Saved entries:
------------------------------------
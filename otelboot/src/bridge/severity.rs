//! Mapping from source log levels to OpenTelemetry severities.

use std::borrow::Cow;

use opentelemetry::logs::Severity;

/// Level name as the source logging pipeline reported it.
#[derive(Debug, Clone, PartialEq, Eq, Hash)]
pub enum SourceLevel {
    Trace,
    Debug,
    Info,
    Warn,
    Error,
    /// First fatal tier: the process is about to unwind.
    Panic,
    /// Second fatal tier: the process is about to exit.
    Fatal,
    /// A name with no known mapping, kept as reported.
    Unrecognized(Cow<'static, str>),
}

impl SourceLevel {
    /// Parse a level name, case-insensitively.
    pub fn parse(name: &str) -> Self {
        let name = name.trim();
        match name.to_ascii_lowercase().as_str() {
            "trace" => Self::Trace,
            "debug" => Self::Debug,
            "info" => Self::Info,
            "warn" | "warning" => Self::Warn,
            "error" => Self::Error,
            "panic" => Self::Panic,
            "fatal" => Self::Fatal,
            _ => Self::Unrecognized(Cow::Owned(name.to_string())),
        }
    }

    /// Canonical level name, used as severity text. Unrecognized levels
    /// have none; see [`name`](Self::name).
    pub fn as_str(&self) -> Option<&'static str> {
        match self {
            Self::Trace => Some("trace"),
            Self::Debug => Some("debug"),
            Self::Info => Some("info"),
            Self::Warn => Some("warn"),
            Self::Error => Some("error"),
            Self::Panic => Some("panic"),
            Self::Fatal => Some("fatal"),
            Self::Unrecognized(_) => None,
        }
    }

    /// The level name, canonical for known levels and as reported otherwise.
    pub fn name(&self) -> &str {
        match self {
            Self::Unrecognized(name) => name.as_ref(),
            known => known.as_str().unwrap_or_default(),
        }
    }

    pub fn ordinal(&self) -> SeverityOrdinal {
        match self {
            Self::Debug => SeverityOrdinal::Debug,
            Self::Info => SeverityOrdinal::Info,
            Self::Warn => SeverityOrdinal::Warn,
            Self::Error => SeverityOrdinal::Error,
            Self::Panic => SeverityOrdinal::Fatal,
            Self::Fatal => SeverityOrdinal::Fatal2,
            Self::Trace | Self::Unrecognized(_) => SeverityOrdinal::Undefined,
        }
    }

    /// Verbosity rank used for level filtering. `None` for unrecognized
    /// levels, which are never filtered.
    pub(crate) fn rank(&self) -> Option<u8> {
        match self {
            Self::Trace => Some(0),
            Self::Debug => Some(1),
            Self::Info => Some(2),
            Self::Warn => Some(3),
            Self::Error => Some(4),
            Self::Panic => Some(5),
            Self::Fatal => Some(6),
            Self::Unrecognized(_) => None,
        }
    }
}

impl From<&tracing::Level> for SourceLevel {
    fn from(level: &tracing::Level) -> Self {
        match *level {
            tracing::Level::TRACE => Self::Trace,
            tracing::Level::DEBUG => Self::Debug,
            tracing::Level::INFO => Self::Info,
            tracing::Level::WARN => Self::Warn,
            tracing::Level::ERROR => Self::Error,
        }
    }
}

/// OpenTelemetry severity number assigned to a forwarded record.
#[derive(Debug, Clone, Copy, PartialEq, Eq, PartialOrd, Ord, Hash)]
pub enum SeverityOrdinal {
    /// No mapping; the record carries no severity number.
    Undefined = 0,
    Debug = 5,
    Info = 9,
    Warn = 13,
    Error = 17,
    Fatal = 21,
    Fatal2 = 22,
}

impl SeverityOrdinal {
    pub fn number(&self) -> u8 {
        *self as u8
    }

    /// Convert to an OpenTelemetry severity, if defined.
    pub fn to_otel(&self) -> Option<Severity> {
        match self {
            Self::Undefined => None,
            Self::Debug => Some(Severity::Debug),
            Self::Info => Some(Severity::Info),
            Self::Warn => Some(Severity::Warn),
            Self::Error => Some(Severity::Error),
            Self::Fatal => Some(Severity::Fatal),
            Self::Fatal2 => Some(Severity::Fatal2),
        }
    }
}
------------------------------------
WHAT YOU SHOULD DO
Once a line of the records is found to contain "Error", copy it out.

YOUR RESPONSE
    Error,
            "error" => Self::Error,
            Self::Error => Some("error"),
            Self::Error => SeverityOrdinal::Error,
            Self::Error => Some(4),
            tracing::Level::ERROR => Self::Error,
    Error = 17,
            Self::Error => Some(Severity::Error),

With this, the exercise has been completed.